__Working data__
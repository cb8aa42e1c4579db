//! PostgreSQL backend tests. Run with `DATABASE_URL` set and `--ignored`.

use rust_decimal::Decimal;
use std::sync::Arc;
use wallet_ledger::collab::{AccountDirectory, AccountRole, PgAccountDirectory};
use wallet_ledger::db::{Database, DatabaseConfig};
use wallet_ledger::hold::HoldManager;
use wallet_ledger::ledger::{
    ApplyRequest, Category, HoldMetadata, LedgerError, LedgerManager, PgLedgerStore,
};

/// Generate a unique external player id
fn unique_player(prefix: &str) -> String {
    format!(
        "{}_{}",
        prefix,
        chrono::Utc::now().timestamp_nanos_opt().unwrap()
    )
}

async fn setup() -> (LedgerManager, HoldManager, PgAccountDirectory) {
    let config = DatabaseConfig::from_env().expect("DATABASE_URL must be set");
    let db = Database::new(&config)
        .await
        .expect("Failed to connect to test database");
    db.migrate().await.expect("Failed to run migrations");

    let store = Arc::new(PgLedgerStore::new(db.shared_pool()));
    (
        LedgerManager::new(store.clone()),
        HoldManager::new(store),
        PgAccountDirectory::new(db.shared_pool()),
    )
}

#[tokio::test]
#[ignore = "requires DATABASE_URL"]
async fn test_pg_credit_debit_and_reference() {
    let (ledger, _, accounts) = setup().await;
    let account = accounts
        .register(&unique_player("pg_ledger"), AccountRole::Customer)
        .await
        .unwrap();
    let wallet = ledger.create_wallet(account.id, "INR").await.unwrap();

    let credit = ApplyRequest::credit(wallet.id, Decimal::from(500), Category::Deposit)
        .reference(format!("test:{}", wallet.id));
    let applied = ledger.apply_transaction(credit.clone()).await.unwrap();
    assert_eq!(applied.balance, Decimal::from(500));

    let duplicate = ledger.apply_transaction(credit).await;
    assert!(matches!(duplicate, Err(LedgerError::DuplicateReference(_))));

    let overdraw = ledger
        .apply_transaction(ApplyRequest::debit(wallet.id, Decimal::from(501), Category::Withdrawal))
        .await;
    assert!(matches!(overdraw, Err(LedgerError::InsufficientBalance { .. })));

    let history = ledger.history(wallet.id, 10).await.unwrap();
    assert_eq!(history.len(), 1);
}

#[tokio::test]
#[ignore = "requires DATABASE_URL"]
async fn test_pg_hold_round_trip() {
    let (ledger, holds, accounts) = setup().await;
    let account = accounts
        .register(&unique_player("pg_hold"), AccountRole::Customer)
        .await
        .unwrap();
    let wallet = ledger.create_wallet(account.id, "INR").await.unwrap();
    ledger
        .apply_transaction(ApplyRequest::credit(wallet.id, Decimal::from(200), Category::Deposit))
        .await
        .unwrap();

    let held = holds
        .create_hold(account.id, Decimal::from(150), None, HoldMetadata::default())
        .await
        .unwrap();
    assert_eq!(held.balance, Decimal::from(50));
    assert_eq!(held.hold_balance, Decimal::from(150));

    let released = holds.release_hold(held.hold_id, "test", None).await.unwrap();
    assert_eq!(released.balance, Decimal::from(200));
    assert_eq!(released.hold_balance, Decimal::ZERO);
}
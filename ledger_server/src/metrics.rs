//! Prometheus metrics for ledger health and provider traffic.
//!
//! Metrics are exposed in Prometheus text format on a separate listener.
//!
//! # Metrics Categories
//!
//! - **HTTP Metrics**: Request counts, duration, status codes
//! - **Ledger Metrics**: Applied transactions, holds
//! - **Provider Metrics**: Replays, parameter mismatches, signature failures, sportsbook requests
//!
//! # Example Usage
//!
//! ```rust,no_run
//! use ledger_server::metrics;
//! use std::net::SocketAddr;
//!
//! let addr: SocketAddr = "127.0.0.1:9090".parse().unwrap();
//! metrics::init_metrics(addr).unwrap();
//!
//! metrics::http_requests_total("POST", "/casino/onewallet", 200);
//! metrics::ledger_transactions_total("casino", "debit");
//! ```

use metrics_exporter_prometheus::PrometheusBuilder;
use std::net::SocketAddr;

/// Initialize Prometheus metrics exporter.
///
/// Metrics will be available at `http://<addr>/metrics`.
pub fn init_metrics(addr: SocketAddr) -> Result<(), String> {
    PrometheusBuilder::new()
        .with_http_listener(addr)
        .install()
        .map_err(|e| format!("Failed to install Prometheus exporter: {}", e))
}

// ============================================================================
// HTTP Metrics
// ============================================================================

/// Record HTTP request.
pub fn http_requests_total(method: &str, path: &str, status: u16) {
    metrics::counter!("http_requests_total",
        "method" => method.to_string(),
        "path" => path.to_string(),
        "status" => status.to_string()
    )
    .increment(1);
}

/// Record HTTP request duration in milliseconds.
pub fn http_request_duration_ms(method: &str, path: &str, duration_ms: f64) {
    metrics::histogram!("http_request_duration_ms",
        "method" => method.to_string(),
        "path" => path.to_string()
    )
    .record(duration_ms);
}

// ============================================================================
// Ledger Metrics
// ============================================================================

/// Increment applied ledger transactions, labelled by source and operation.
pub fn ledger_transactions_total(source: &str, operation: &str) {
    metrics::counter!("ledger_transactions_total",
        "source" => source.to_string(),
        "operation" => operation.to_string()
    )
    .increment(1);
}

/// Increment hold lifecycle events (`created`, `released`, `executed`).
pub fn holds_total(event: &'static str) {
    metrics::counter!("holds_total", "event" => event).increment(1);
}

// ============================================================================
// Provider Metrics
// ============================================================================

/// Increment idempotent replays (`exact` or `semantic`).
pub fn replays_total(kind: &'static str) {
    metrics::counter!("replays_total", "kind" => kind).increment(1);
}

/// Increment rejected replays whose parameters diverged.
pub fn parameter_mismatches_total() {
    metrics::counter!("parameter_mismatches_total").increment(1);
}

/// Increment inbound requests with a bad signature.
pub fn signature_failures_total() {
    metrics::counter!("signature_failures_total").increment(1);
}

/// Increment provider failures, labelled by protocol and error kind.
pub fn provider_errors_total(protocol: &'static str, kind: &str) {
    metrics::counter!("provider_errors_total",
        "protocol" => protocol,
        "kind" => kind.to_string()
    )
    .increment(1);
}

/// Increment sportsbook requests of any operation, labelled by outcome.
pub fn sportsbook_requests_total(operation: &str, success: bool) {
    metrics::counter!("sportsbook_requests_total",
        "operation" => operation.to_string(),
        "success" => success.to_string()
    )
    .increment(1);
}
//! Sportsbook adapter errors.

use thiserror::Error;

use crate::ledger::LedgerError;

/// Sportsbook protocol errors
#[derive(Debug, Error)]
pub enum SportsbookError {
    #[error("Invalid request: {0}")]
    InvalidRequest(String),

    #[error("Unsupported currency: {0}")]
    UnsupportedCurrency(String),

    #[error("User not found: {0}")]
    UserNotFound(String),

    #[error("Insufficient funds")]
    InsufficientFunds,

    #[error("Bet not found: {0}")]
    BetNotFound(String),

    #[error("Bet already placed: {0}")]
    DuplicateBet(String),

    #[error("Invalid bet state: {0}")]
    InvalidState(String),

    #[error("Transaction already processed with different parameters: {0}")]
    TransactionConflict(String),

    #[error(transparent)]
    Ledger(LedgerError),
}

impl SportsbookError {
    /// Error code sent to the provider
    pub fn code(&self) -> &'static str {
        match self {
            SportsbookError::InvalidRequest(_) => "INVALID_REQUEST",
            SportsbookError::UnsupportedCurrency(_) => "UNSUPPORTED_CURRENCY",
            SportsbookError::UserNotFound(_) => "USER_NOT_FOUND",
            SportsbookError::InsufficientFunds => "INSUFFICIENT_FUNDS",
            SportsbookError::BetNotFound(_) => "BET_NOT_FOUND",
            SportsbookError::DuplicateBet(_) => "DUPLICATE_BET",
            SportsbookError::InvalidState(_) => "INVALID_BET_STATE",
            SportsbookError::TransactionConflict(_) => "TRANSACTION_CONFLICT",
            SportsbookError::Ledger(_) => "INTERNAL_ERROR",
        }
    }

    /// Message sent to the provider
    pub fn wire_message(&self) -> String {
        match self {
            SportsbookError::Ledger(_) => "Internal error".to_string(),
            other => other.to_string(),
        }
    }
}

impl From<LedgerError> for SportsbookError {
    fn from(err: LedgerError) -> Self {
        match err {
            LedgerError::AccountNotFound(id) | LedgerError::WalletNotFound(id) => {
                SportsbookError::UserNotFound(id)
            }
            LedgerError::InsufficientBalance { .. }
            | LedgerError::InsufficientAvailableBalance { .. } => {
                SportsbookError::InsufficientFunds
            }
            LedgerError::UnsupportedCurrency(currency) => {
                SportsbookError::UnsupportedCurrency(currency)
            }
            LedgerError::BetOrderNotFound(id) => SportsbookError::BetNotFound(id),
            LedgerError::DuplicateBetOrder(id) => SportsbookError::DuplicateBet(id),
            LedgerError::DuplicateReference(reference) => {
                SportsbookError::TransactionConflict(reference)
            }
            LedgerError::InvalidStateTransition { from, to } => {
                SportsbookError::InvalidState(format!("{from} -> {to}"))
            }
            LedgerError::InvalidAmount(amount) => {
                SportsbookError::InvalidRequest(format!("amount {amount}"))
            }
            other => SportsbookError::Ledger(other),
        }
    }
}
//! Lenient field decoders for provider payloads.
//!
//! Providers are not consistent about quoting: ids and amounts arrive as
//! either JSON strings or JSON numbers.

use rust_decimal::Decimal;
use serde::de::{self, Deserializer};
use serde::Deserialize;
use serde_json::Value;
use std::str::FromStr;

fn scalar_to_string<E: de::Error>(value: Value) -> Result<String, E> {
    match value {
        Value::String(s) => Ok(s),
        Value::Number(n) => Ok(n.to_string()),
        other => Err(E::custom(format!("expected string or number, got {other}"))),
    }
}

/// String field that may be sent as a number
pub fn string_or_number<'de, D: Deserializer<'de>>(deserializer: D) -> Result<String, D::Error> {
    scalar_to_string(Value::deserialize(deserializer)?)
}

/// Optional string field that may be sent as a number
pub fn opt_string_or_number<'de, D: Deserializer<'de>>(
    deserializer: D,
) -> Result<Option<String>, D::Error> {
    match Option::<Value>::deserialize(deserializer)? {
        None | Some(Value::Null) => Ok(None),
        Some(value) => scalar_to_string(value).map(Some),
    }
}

/// Parse a decimal amount from its textual form
pub fn parse_decimal(text: &str) -> Option<Decimal> {
    let text = text.trim();
    Decimal::from_str(text)
        .or_else(|_| Decimal::from_scientific(text))
        .ok()
}

/// Decimal field that may be sent as a string or a number
pub fn decimal<'de, D: Deserializer<'de>>(deserializer: D) -> Result<Decimal, D::Error> {
    let text = scalar_to_string(Value::deserialize(deserializer)?)?;
    parse_decimal(&text).ok_or_else(|| de::Error::custom(format!("invalid amount {text:?}")))
}

/// Integer minor-unit field that may be sent as a string or a number
pub fn minor_units<'de, D: Deserializer<'de>>(deserializer: D) -> Result<i64, D::Error> {
    let text = scalar_to_string(Value::deserialize(deserializer)?)?;
    text.trim()
        .parse()
        .map_err(|_| de::Error::custom(format!("invalid minor-unit amount {text:?}")))
}

/// Optional integer minor-unit field
pub fn opt_minor_units<'de, D: Deserializer<'de>>(
    deserializer: D,
) -> Result<Option<i64>, D::Error> {
    match Option::<Value>::deserialize(deserializer)? {
        None | Some(Value::Null) => Ok(None),
        Some(value) => {
            let text = scalar_to_string::<D::Error>(value)?;
            text.trim()
                .parse()
                .map(Some)
                .map_err(|_| de::Error::custom(format!("invalid minor-unit amount {text:?}")))
        }
    }
}

#[cfg(test)]
mod tests {
    use super::*;
    use serde_json::json;

    #[derive(Deserialize)]
    struct Sample {
        #[serde(deserialize_with = "string_or_number")]
        id: String,
        #[serde(deserialize_with = "decimal")]
        amount: Decimal,
        #[serde(default, deserialize_with = "opt_minor_units")]
        cents: Option<i64>,
    }

    #[test]
    fn test_accepts_numbers_and_strings() {
        let sample: Sample = serde_json::from_value(json!({ "id": 42, "amount": "50.5" })).unwrap();
        assert_eq!(sample.id, "42");
        assert_eq!(sample.amount, Decimal::new(505, 1));
        assert_eq!(sample.cents, None);

        let sample: Sample =
            serde_json::from_value(json!({ "id": "g-1", "amount": 12, "cents": "2000" })).unwrap();
        assert_eq!(sample.amount, Decimal::from(12));
        assert_eq!(sample.cents, Some(2000));
    }

    #[test]
    fn test_rejects_garbage_amount() {
        let result: Result<Sample, _> = serde_json::from_value(json!({ "id": 1, "amount": "ten" }));
        assert!(result.is_err());
    }
}
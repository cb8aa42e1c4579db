//! Database configuration module.
//!
//! Provides configuration structures for database connection management.

use std::env;
use std::str::FromStr;
use thiserror::Error;

/// Invalid or missing database setting
#[derive(Debug, Error, PartialEq, Eq)]
pub enum DatabaseConfigError {
    #[error("{0} must be set")]
    Missing(&'static str),

    #[error("{var} has invalid value {value:?}")]
    Invalid { var: &'static str, value: String },
}

/// Database configuration
#[derive(Debug, Clone)]
pub struct DatabaseConfig {
    /// PostgreSQL connection URL
    pub database_url: String,

    /// Maximum number of connections in the pool
    pub max_connections: u32,

    /// Minimum number of connections in the pool
    pub min_connections: u32,

    /// Connection timeout in seconds
    pub connection_timeout_secs: u64,

    /// Idle connection timeout in seconds
    pub idle_timeout_secs: u64,

    /// Maximum connection lifetime in seconds
    pub max_lifetime_secs: u64,
}

fn parse_env_or<T: FromStr>(var: &'static str, default: T) -> Result<T, DatabaseConfigError> {
    match env::var(var) {
        Ok(value) => value
            .parse()
            .map_err(|_| DatabaseConfigError::Invalid { var, value }),
        Err(_) => Ok(default),
    }
}

impl DatabaseConfig {
    /// Create configuration from environment variables
    ///
    /// Expected environment variables:
    /// - `DATABASE_URL`: PostgreSQL connection string
    /// - `DB_MAX_CONNECTIONS`: Maximum pool size (default: 20)
    /// - `DB_MIN_CONNECTIONS`: Minimum pool size (default: 5)
    /// - `DB_CONNECTION_TIMEOUT`: Connection timeout in seconds (default: 10)
    /// - `DB_IDLE_TIMEOUT`: Idle timeout in seconds (default: 600)
    /// - `DB_MAX_LIFETIME`: Max lifetime in seconds (default: 1800)
    ///
    /// # Errors
    ///
    /// * `DatabaseConfigError::Missing` - `DATABASE_URL` is not set
    /// * `DatabaseConfigError::Invalid` - A numeric setting does not parse
    pub fn from_env() -> Result<Self, DatabaseConfigError> {
        let database_url =
            env::var("DATABASE_URL").map_err(|_| DatabaseConfigError::Missing("DATABASE_URL"))?;
        Self::with_url(database_url)
    }

    /// Same as [`DatabaseConfig::from_env`] with an explicit connection URL
    pub fn with_url(database_url: impl Into<String>) -> Result<Self, DatabaseConfigError> {
        Ok(Self {
            database_url: database_url.into(),
            max_connections: parse_env_or("DB_MAX_CONNECTIONS", 20)?,
            min_connections: parse_env_or("DB_MIN_CONNECTIONS", 5)?,
            connection_timeout_secs: parse_env_or("DB_CONNECTION_TIMEOUT", 10)?,
            idle_timeout_secs: parse_env_or("DB_IDLE_TIMEOUT", 600)?,
            max_lifetime_secs: parse_env_or("DB_MAX_LIFETIME", 1800)?,
        })
    }

    /// Create a default configuration for development
    ///
    /// Uses `postgres://postgres@localhost/wallet_ledger` as the database URL
    pub fn development() -> Self {
        Self {
            database_url: "postgres://postgres@localhost/wallet_ledger".to_string(),
            max_connections: 20,
            min_connections: 5,
            connection_timeout_secs: 10,
            idle_timeout_secs: 600,
            max_lifetime_secs: 1800,
        }
    }
}

impl Default for DatabaseConfig {
    fn default() -> Self {
        Self::development()
    }
}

__To do__
Filter the listing above by the word "register"; copy each line that passes.

__Exercise solution__
        .register(&unique_player("pg_ledger"), AccountRole::Customer)
        .register(&unique_player("pg_hold"), AccountRole::Customer)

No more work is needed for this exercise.